Este é mais um dos filmes bobos, praticamente sem graça e datados da Globo Filmes. O Concurso continua fazendo piadas no melhor/pior estilo A Praça é Nossa ou Zorra Total. Pior: sequer tem vergonha de usar um fiapo de história que apenas serve para juntar situações entre humoristas se fazendo de atores com personagens tipicamente rasos.

A história é sobre o concurso público mais disputado no país: juiz federal. Entre as inúmeras fases, apenas quatro foram selecionados para a fase final (o teste oral), e vemos os quatro descobrindo que foram selecionados. Isso depois de o vermos na introdução em situações engraçadinhas ou aparentemente inusitadas, como um vestido de drag queen, outro vindo do hospital, outro preso e mais um outro… até já esqueci.

Ah, tem um alérgico a gatos. E o ator que o interpreta é tão ruim, mas tão ruim, que dá pena do sujeito. Ele move a cabeça pra cima e pra baixo fechando os olhos, emitindo um som que parece um espirro forçado, mas que é um ataque… de má atuação. Talvez nem Zorra Total tenha um despreparo desses.

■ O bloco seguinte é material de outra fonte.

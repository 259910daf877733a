//! Result tree produced by a run.
//!
//! Results are created fresh for every execution pass and mutated only by
//! the frame that owns them. A node's `successful` flag starts true and can
//! only ever be cleared: by recording an error on the node or by adding an
//! unsuccessful child. The first error seen is kept.

use std::collections::BTreeSet;

use chrono::{DateTime, Utc};
use serde::{Deserialize, Serialize};
use serde_json::{Map, Value};

use crate::model::Step;

/// Shared bookkeeping for every result level.
#[derive(Debug, Clone, PartialEq, Serialize, Deserialize)]
pub struct Outcome {
    /// When execution started.
    pub start_time: DateTime<Utc>,
    /// When execution finished; unset while running.
    pub end_time: Option<DateTime<Utc>>,
    /// Whether the node and all its children succeeded.
    pub successful: bool,
    /// First error recorded on the node or a child.
    pub error: Option<String>,
}

impl Outcome {
    fn started() -> Self {
        Self {
            start_time: Utc::now(),
            end_time: None,
            successful: true,
            error: None,
        }
    }

    /// Mark the node failed, keeping an earlier error.
    pub fn fail(&mut self, error: impl Into<String>) {
        self.successful = false;
        if self.error.is_none() {
            self.error = Some(error.into());
        }
    }

    fn absorb(&mut self, child: &Self) {
        if child.successful {
            return;
        }
        self.successful = false;
        if self.error.is_none() {
            self.error.clone_from(&child.error);
        }
    }

    fn finish(&mut self) {
        self.end_time = Some(Utc::now());
    }

    /// Elapsed time once finished.
    #[must_use]
    pub fn duration(&self) -> Option<chrono::Duration> {
        self.end_time.map(|end| end - self.start_time)
    }
}

/// Outcome of one step, including nested steps of conditions and loops.
#[derive(Debug, Clone, PartialEq, Serialize, Deserialize)]
pub struct StepResult {
    /// Step identifier text.
    pub name: String,
    /// Source of the step.
    pub source: Option<String>,
    /// Line of the step.
    pub line_number: usize,
    /// Timing, success and error.
    #[serde(flatten)]
    pub outcome: Outcome,
    /// Data returned by the step handler.
    #[serde(default, skip_serializing_if = "Map::is_empty")]
    pub results: Map<String, Value>,
    /// Results of nested steps, in execution order.
    #[serde(default, skip_serializing_if = "Vec::is_empty")]
    pub step_results: Vec<StepResult>,
}

impl StepResult {
    /// Start a result for `step`.
    #[must_use]
    pub fn start(step: &Step) -> Self {
        Self {
            name: step.identifier.clone(),
            source: step.source.clone(),
            line_number: step.line_number,
            outcome: Outcome::started(),
            results: Map::new(),
            step_results: Vec::new(),
        }
    }

    /// Append a nested result, propagating failure.
    pub fn add_step_result(&mut self, child: Self) {
        self.outcome.absorb(&child.outcome);
        self.step_results.push(child);
    }

    /// Mark the step failed.
    pub fn fail(&mut self, error: impl Into<String>) {
        self.outcome.fail(error);
    }

    /// Record the end time.
    pub fn finish(&mut self) {
        self.outcome.finish();
    }

    /// Whether the step and its nested steps succeeded.
    #[must_use]
    pub fn is_successful(&self) -> bool {
        self.outcome.successful
    }

    /// First recorded error.
    #[must_use]
    pub fn error(&self) -> Option<&str> {
        self.outcome.error.as_deref()
    }
}

/// Outcome of one scenario execution in one iteration.
#[derive(Debug, Clone, PartialEq, Serialize, Deserialize)]
pub struct ScenarioResult {
    /// Scenario name.
    pub name: String,
    /// Source of the scenario.
    pub source: Option<String>,
    /// Line of the scenario.
    pub line_number: usize,
    /// Zero-based feature iteration the scenario ran in.
    pub iteration_index: u32,
    /// Timing, success and error.
    #[serde(flatten)]
    pub outcome: Outcome,
    /// Results of background, setup, body and teardown steps in order.
    #[serde(default)]
    pub step_results: Vec<StepResult>,
}

impl ScenarioResult {
    /// Start a result for a scenario.
    #[must_use]
    pub fn start(
        name: impl Into<String>,
        source: Option<&str>,
        line_number: usize,
        iteration_index: u32,
    ) -> Self {
        Self {
            name: name.into(),
            source: source.map(str::to_owned),
            line_number,
            iteration_index,
            outcome: Outcome::started(),
            step_results: Vec::new(),
        }
    }

    /// Append a step result, propagating failure.
    pub fn add_step_result(&mut self, child: StepResult) {
        self.outcome.absorb(&child.outcome);
        self.step_results.push(child);
    }

    /// Mark the scenario failed.
    pub fn fail(&mut self, error: impl Into<String>) {
        self.outcome.fail(error);
    }

    /// Record the end time.
    pub fn finish(&mut self) {
        self.outcome.finish();
    }

    /// Whether every step succeeded.
    #[must_use]
    pub fn is_successful(&self) -> bool {
        self.outcome.successful
    }

    /// First recorded error.
    #[must_use]
    pub fn error(&self) -> Option<&str> {
        self.outcome.error.as_deref()
    }
}

/// Outcome of every iteration of one feature.
#[derive(Debug, Clone, PartialEq, Serialize, Deserialize)]
pub struct FeatureResult {
    /// Feature name.
    pub name: String,
    /// Source of the feature.
    pub source: Option<String>,
    /// Line of the feature.
    pub line_number: usize,
    /// Timing, success and error.
    #[serde(flatten)]
    pub outcome: Outcome,
    /// Iterations started.
    pub iterations_count: u32,
    /// Iterations in which at least one scenario failed.
    #[serde(default)]
    pub failed_iterations: BTreeSet<u32>,
    /// Scenario results across all iterations, in execution order.
    #[serde(default)]
    pub scenario_results: Vec<ScenarioResult>,
}

impl FeatureResult {
    /// Start a result for a feature.
    #[must_use]
    pub fn start(name: impl Into<String>, source: Option<&str>, line_number: usize) -> Self {
        Self {
            name: name.into(),
            source: source.map(str::to_owned),
            line_number,
            outcome: Outcome::started(),
            iterations_count: 0,
            failed_iterations: BTreeSet::new(),
            scenario_results: Vec::new(),
        }
    }

    /// Append a scenario result, recording its iteration when it failed.
    pub fn add_scenario_result(&mut self, child: ScenarioResult) {
        if !child.is_successful() {
            self.failed_iterations.insert(child.iteration_index);
        }
        self.outcome.absorb(&child.outcome);
        self.scenario_results.push(child);
    }

    /// Mark the feature failed.
    pub fn fail(&mut self, error: impl Into<String>) {
        self.outcome.fail(error);
    }

    /// Record the end time.
    pub fn finish(&mut self) {
        self.outcome.finish();
    }

    /// Whether every scenario in every iteration succeeded.
    #[must_use]
    pub fn is_successful(&self) -> bool {
        self.outcome.successful
    }

    /// Results of the scenarios run in `iteration`.
    pub fn iteration(&self, iteration: u32) -> impl Iterator<Item = &ScenarioResult> {
        self.scenario_results
            .iter()
            .filter(move |s| s.iteration_index == iteration)
    }
}

/// Outcome of a whole run.
#[derive(Debug, Clone, PartialEq, Serialize, Deserialize)]
pub struct RunResult {
    /// Run name.
    pub name: String,
    /// Seed of the random source, for replaying the run.
    pub seed: u64,
    /// Timing, success and error.
    #[serde(flatten)]
    pub outcome: Outcome,
    /// Feature results in execution order.
    #[serde(default)]
    pub feature_results: Vec<FeatureResult>,
}

impl RunResult {
    /// Start a run result.
    #[must_use]
    pub fn start(name: impl Into<String>, seed: u64) -> Self {
        Self {
            name: name.into(),
            seed,
            outcome: Outcome::started(),
            feature_results: Vec::new(),
        }
    }

    /// Append a feature result, propagating failure.
    pub fn add_feature_result(&mut self, child: FeatureResult) {
        self.outcome.absorb(&child.outcome);
        self.feature_results.push(child);
    }

    /// Mark the run failed.
    pub fn fail(&mut self, error: impl Into<String>) {
        self.outcome.fail(error);
    }

    /// Record the end time.
    pub fn finish(&mut self) {
        self.outcome.finish();
    }

    /// Whether every feature succeeded.
    #[must_use]
    pub fn is_successful(&self) -> bool {
        self.outcome.successful
    }

    /// Every scenario result of every feature.
    pub fn scenario_results(&self) -> impl Iterator<Item = &ScenarioResult> {
        self.feature_results
            .iter()
            .flat_map(|f| f.scenario_results.iter())
    }
}

#[cfg(test)]
mod tests {
    use super::*;
    use karta_patterns::Conjunction;

    fn step(name: &str) -> StepResult {
        StepResult::start(&Step::new(Conjunction::Given, name))
    }

    #[test]
    fn first_child_error_wins_and_success_never_returns() {
        let mut parent = step("parent");
        let mut first = step("first");
        first.fail("first failure");
        let mut second = step("second");
        second.fail("second failure");
        parent.add_step_result(first);
        parent.add_step_result(second);
        parent.add_step_result(step("passing"));
        assert!(!parent.is_successful());
        assert_eq!(parent.error(), Some("first failure"));
        assert_eq!(parent.step_results.len(), 3);
    }

    #[test]
    fn own_error_is_not_overwritten_by_children() {
        let mut parent = step("parent");
        parent.fail("own");
        let mut child = step("child");
        child.fail("child");
        parent.add_step_result(child);
        assert_eq!(parent.error(), Some("own"));
    }

    #[test]
    fn feature_records_failed_iterations() {
        let mut feature = FeatureResult::start("f", None, 1);
        feature.add_scenario_result(ScenarioResult::start("a", None, 2, 0));
        let mut failing = ScenarioResult::start("b", None, 5, 3);
        failing.fail("broken");
        feature.add_scenario_result(failing);
        assert!(!feature.is_successful());
        assert_eq!(feature.failed_iterations, BTreeSet::from([3]));
        assert_eq!(feature.iteration(3).count(), 1);

        let mut run = RunResult::start("run", 9);
        run.add_feature_result(feature);
        assert_eq!(run.outcome.error.as_deref(), Some("broken"));
        assert_eq!(run.scenario_results().count(), 2);
    }

    #[test]
    fn serializes_flattened_outcome() {
        let mut result = ScenarioResult::start("s", Some("a.feature"), 4, 1);
        result.finish();
        let json = serde_json::to_value(&result).unwrap_or_default();
        assert_eq!(json.get("successful"), Some(&Value::Bool(true)));
        assert_eq!(json.get("iteration_index"), Some(&Value::from(1)));
        assert!(json.get("end_time").is_some_and(|v| !v.is_null()));
        assert!(result.outcome.duration().is_some());
    }
}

E Fabio Porchat, o comediante do canal Porta dos Fundos no YouTube, é um desperdício imenso, pois não consegue usar sua persona hilária a que estamos acostumados, pois é pintado como um personagem gaúcho, com pai severo, que quer que o filho vença o concurso a qualquer custo. E é claro que vai haver piadas homofóbicas sobre gaúchos, rixas com catarinenses e toda aquela comédia de TV dos anos 90.

O Cinema na Globo ainda nem chegou ao ano 2000. Há até dois anões se digladiando em uma briga de gangues, e dois grupos altamente armados, a poucos metros dos heróis do filme, que não conseguem acertar uma bala enquanto estes correm para pular uma janela. O diretor Pedro Vasconcelos não tem a menor noção de espaço e enquadramento. Seu senso de humor vai do caseiro ao mau gosto, passando pela produção porca e indie, que usa cenários pedestres – como uma casa em Piraporinha com paredes coloridas emprestadas de uma novela – espalhando em seu filme a situação financeira da rede de TV, que assim como os jornais impressos, devem estar sofrendo com o poder e a liberdade da internet.

Esse é um filme que acompanhamos de pena, pois nem risadas podemos esperar. Ele é previsível do começo ao fim, sendo que o final ainda se torna imprevisível por uma falha na índole de certo personagem, que toma uma decisão inusitada. E se formos falar de moral, então, além de ser de extremo mau gosto usar concurso público – a oferta de vagas com uso de dinheiro roubado – ainda toma a oportunidade para exaltar os mais humildes e necessitados. Ou seja, além de não ser engraçado, o filme vem carregado de péssimas mensagens, piadas escrotas e uma imoralidade imbecil. É de pensar se tudo isso vale a pena para ver dois minutos de uma Sabrina Sato ainda retumbante.